◆ TASK TO COMPLETE: Show only those lines of the entries where the string "anchor" is found.

%%

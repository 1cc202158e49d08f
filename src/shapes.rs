//! Generators for the stock editor shapes. Each returns a plain [`Path`]; generated shapes carry
//! no memory of the tool that made them and edit like any hand-drawn path.

use crate::node::PathNode;
use crate::path::Path;

use glam::DVec2;
use std::f64::consts::{FRAC_PI_2, TAU};

/// The fraction of the radius that a cubic handle must extend to approximate a quarter circle.
/// Based on <https://pomax.github.io/bezierinfo/#circles_cubic>
const HANDLE_OFFSET_FACTOR: f64 = 0.551784777779014;

/// Radius decay applied per quarter turn of a spiral.
const SPIRAL_DECAY: f64 = 0.9;

/// An open two-node path tracing a straight line.
pub fn line(from: DVec2, to: DVec2) -> Path {
	Path::from_nodes(vec![PathNode::new(from), PathNode::new(to)])
}

/// A closed four-corner path covering the rectangle spanned by the two corners.
pub fn rectangle(corner1: DVec2, corner2: DVec2) -> Path {
	let min_corner = corner1.min(corner2);
	let max_corner = corner1.max(corner2);
	Path::new(
		vec![
			PathNode::new(min_corner),
			PathNode::new(DVec2::new(max_corner.x, min_corner.y)),
			PathNode::new(max_corner),
			PathNode::new(DVec2::new(min_corner.x, max_corner.y)),
		],
		true,
	)
}

/// A closed path covering the rectangle spanned by the two corners, with circular arcs of the
/// given radius replacing the corners. The radius is clamped to half the shorter side; a radius
/// of zero or less degenerates to a plain rectangle.
pub fn rounded_rectangle(corner1: DVec2, corner2: DVec2, radius: f64) -> Path {
	let min_corner = corner1.min(corner2);
	let max_corner = corner1.max(corner2);
	let size = max_corner - min_corner;
	let radius = radius.min(size.x / 2.).min(size.y / 2.);
	if radius <= 0. {
		return rectangle(corner1, corner2);
	}

	let handle_offset = radius * HANDLE_OFFSET_FACTOR;
	let (x1, y1) = (min_corner.x, min_corner.y);
	let (x2, y2) = (max_corner.x, max_corner.y);

	// Two nodes per corner, arc handles facing into the corner, straight sides between corners
	Path::new(
		vec![
			PathNode::with_handles(DVec2::new(x1 + radius, y1), DVec2::new(x1 + radius, y1), DVec2::new(x1 + radius - handle_offset, y1)),
			PathNode::with_handles(DVec2::new(x2 - radius, y1), DVec2::new(x2 - radius + handle_offset, y1), DVec2::new(x2 - radius, y1)),
			PathNode::with_handles(DVec2::new(x2, y1 + radius), DVec2::new(x2, y1 + radius), DVec2::new(x2, y1 + radius - handle_offset)),
			PathNode::with_handles(DVec2::new(x2, y2 - radius), DVec2::new(x2, y2 - radius + handle_offset), DVec2::new(x2, y2 - radius)),
			PathNode::with_handles(DVec2::new(x2 - radius, y2), DVec2::new(x2 - radius, y2), DVec2::new(x2 - radius + handle_offset, y2)),
			PathNode::with_handles(DVec2::new(x1 + radius, y2), DVec2::new(x1 + radius - handle_offset, y2), DVec2::new(x1 + radius, y2)),
			PathNode::with_handles(DVec2::new(x1, y2 - radius), DVec2::new(x1, y2 - radius), DVec2::new(x1, y2 - radius + handle_offset)),
			PathNode::with_handles(DVec2::new(x1, y1 + radius), DVec2::new(x1, y1 + radius - handle_offset), DVec2::new(x1, y1 + radius)),
		],
		true,
	)
}

/// A closed four-node path approximating the ellipse inscribed in the rectangle spanned by the two corners.
pub fn oval(corner1: DVec2, corner2: DVec2) -> Path {
	let min_corner = corner1.min(corner2);
	let max_corner = corner1.max(corner2);
	let center = (min_corner + max_corner) / 2.;
	let radii = (max_corner - min_corner) / 2.;
	let handle_offset = radii * HANDLE_OFFSET_FACTOR;

	Path::new(
		vec![
			PathNode::with_handles(
				DVec2::new(center.x, min_corner.y),
				DVec2::new(center.x + handle_offset.x, min_corner.y),
				DVec2::new(center.x - handle_offset.x, min_corner.y),
			),
			PathNode::with_handles(
				DVec2::new(max_corner.x, center.y),
				DVec2::new(max_corner.x, center.y + handle_offset.y),
				DVec2::new(max_corner.x, center.y - handle_offset.y),
			),
			PathNode::with_handles(
				DVec2::new(center.x, max_corner.y),
				DVec2::new(center.x - handle_offset.x, max_corner.y),
				DVec2::new(center.x + handle_offset.x, max_corner.y),
			),
			PathNode::with_handles(
				DVec2::new(min_corner.x, center.y),
				DVec2::new(min_corner.x, center.y - handle_offset.y),
				DVec2::new(min_corner.x, center.y + handle_offset.y),
			),
		],
		true,
	)
}

/// A closed polygon with `sides` corner nodes placed evenly on a circle, the first one pointing up.
/// Fewer than three sides are clamped to three.
pub fn regular_polygon(center: DVec2, sides: usize, radius: f64) -> Path {
	let sides = sides.max(3);
	let nodes = (0..sides)
		.map(|index| {
			let angle = -FRAC_PI_2 + index as f64 * TAU / sides as f64;
			PathNode::new(center + radius * DVec2::from_angle(angle))
		})
		.collect();
	Path::new(nodes, true)
}

/// A closed star with `points` tips: corner nodes alternating between the outer and inner radius,
/// the first tip pointing up. Fewer than three points are clamped to three.
pub fn star(center: DVec2, points: usize, outer_radius: f64, inner_radius: f64) -> Path {
	let points = points.max(3);
	let nodes = (0..points * 2)
		.map(|index| {
			let radius = if index % 2 == 0 { outer_radius } else { inner_radius };
			let angle = -FRAC_PI_2 + index as f64 * TAU / (points * 2) as f64;
			PathNode::new(center + radius * DVec2::from_angle(angle))
		})
		.collect();
	Path::new(nodes, true)
}

/// An open spiral winding inward from `radius`, one node per quarter turn over `segments` quarter
/// turns, with the radius decaying each step. Handles approximate circular arcs at each node's radius.
pub fn spiral(center: DVec2, radius: f64, segments: usize) -> Path {
	let nodes = (0..=segments)
		.map(|index| {
			let step_radius = radius * SPIRAL_DECAY.powi(index as i32);
			let radial = DVec2::from_angle(index as f64 * FRAC_PI_2);
			let anchor = center + step_radius * radial;
			let tangent = radial.perp() * step_radius * HANDLE_OFFSET_FACTOR;
			PathNode::with_handles(anchor, anchor + tangent, anchor - tangent)
		})
		.collect();
	Path::from_nodes(nodes)
}

#[cfg(test)]
mod tests {
	use super::*;
	use crate::compare::compare_f64s;
	use crate::consts::{DEFAULT_FLATNESS, MAX_ABSOLUTE_DIFFERENCE};

	#[test]
	fn test_line() {
		let path = line(DVec2::new(0., 0.), DVec2::new(30., 40.));
		assert!(!path.closed());
		assert_eq!(path.len_segments(), 1);
		assert!(compare_f64s(path.length(None), 50.));
	}

	#[test]
	fn test_rectangle_normalizes_corners() {
		let path = rectangle(DVec2::new(50., 40.), DVec2::new(10., 20.));
		assert!(path.closed());
		assert_eq!(path.len(), 4);
		assert!(path.nodes().iter().all(|node| node.is_corner()));
		assert_eq!(path.bounding_box(), Some([DVec2::new(10., 20.), DVec2::new(50., 40.)]));
	}

	#[test]
	fn test_rounded_rectangle() {
		let path = rounded_rectangle(DVec2::new(0., 0.), DVec2::new(100., 60.), 10.);
		assert!(path.closed());
		assert_eq!(path.len(), 8);
		let [min_corner, max_corner] = path.bounding_box().unwrap();
		assert!(min_corner.abs_diff_eq(DVec2::new(0., 0.), MAX_ABSOLUTE_DIFFERENCE));
		assert!(max_corner.abs_diff_eq(DVec2::new(100., 60.), MAX_ABSOLUTE_DIFFERENCE));

		// The corner point itself is outside the rounded outline
		assert!(!path.intersects_rect([DVec2::new(-1., -1.), DVec2::new(1., 1.)]));

		// An oversized radius clamps to half the shorter side, a zero radius degenerates to a rectangle
		assert_eq!(rounded_rectangle(DVec2::new(0., 0.), DVec2::new(100., 60.), 500.).len(), 8);
		assert_eq!(rounded_rectangle(DVec2::new(0., 0.), DVec2::new(100., 60.), 0.).len(), 4);
	}

	#[test]
	fn test_oval_fills_frame() {
		let path = oval(DVec2::new(0., 0.), DVec2::new(200., 100.));
		assert!(path.closed());
		assert_eq!(path.len(), 4);
		let [min_corner, max_corner] = path.bounding_box().unwrap();
		assert!(min_corner.abs_diff_eq(DVec2::new(0., 0.), MAX_ABSOLUTE_DIFFERENCE));
		assert!(max_corner.abs_diff_eq(DVec2::new(200., 100.), MAX_ABSOLUTE_DIFFERENCE));

		// Every flattened point lies close to the true ellipse
		let center = DVec2::new(100., 50.);
		for point in path.flatten(DEFAULT_FLATNESS) {
			let offset = (point - center) / DVec2::new(100., 50.);
			assert!((offset.length() - 1.).abs() < 5e-3);
		}
	}

	#[test]
	fn test_regular_polygon() {
		let path = regular_polygon(DVec2::new(0., 0.), 6, 10.);
		assert!(path.closed());
		assert_eq!(path.len(), 6);
		for node in path.nodes() {
			assert!(node.is_corner());
			assert!(compare_f64s(node.anchor.length(), 10.));
		}
		// The first corner points up
		assert!(path.nodes()[0].anchor.abs_diff_eq(DVec2::new(0., -10.), MAX_ABSOLUTE_DIFFERENCE));
		// Sides are clamped to at least three
		assert_eq!(regular_polygon(DVec2::ZERO, 1, 10.).len(), 3);
	}

	#[test]
	fn test_star_alternates_radii() {
		let path = star(DVec2::new(0., 0.), 5, 10., 4.);
		assert!(path.closed());
		assert_eq!(path.len(), 10);
		for (index, node) in path.nodes().iter().enumerate() {
			let expected = if index % 2 == 0 { 10. } else { 4. };
			assert!(compare_f64s(node.anchor.length(), expected));
		}
	}

	#[test]
	fn test_spiral_winds_inward() {
		let path = spiral(DVec2::new(0., 0.), 100., 8);
		assert!(!path.closed());
		assert_eq!(path.len(), 9);
		let radii: Vec<f64> = path.nodes().iter().map(|node| node.anchor.length()).collect();
		assert!(radii.windows(2).all(|pair| pair[1] < pair[0]));
		assert!(compare_f64s(radii[0], 100.));
	}
}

%%

◆ SOLUTION BELOW:
			let anchor = center + step_radius * radial;
			PathNode::with_handles(anchor, anchor + tangent, anchor - tangent)
			assert!(compare_f64s(node.anchor.length(), 10.));
		assert!(path.nodes()[0].anchor.abs_diff_eq(DVec2::new(0., -10.), MAX_ABSOLUTE_DIFFERENCE));
			assert!(compare_f64s(node.anchor.length(), expected));
		let radii: Vec<f64> = path.nodes().iter().map(|node| node.anchor.length()).collect();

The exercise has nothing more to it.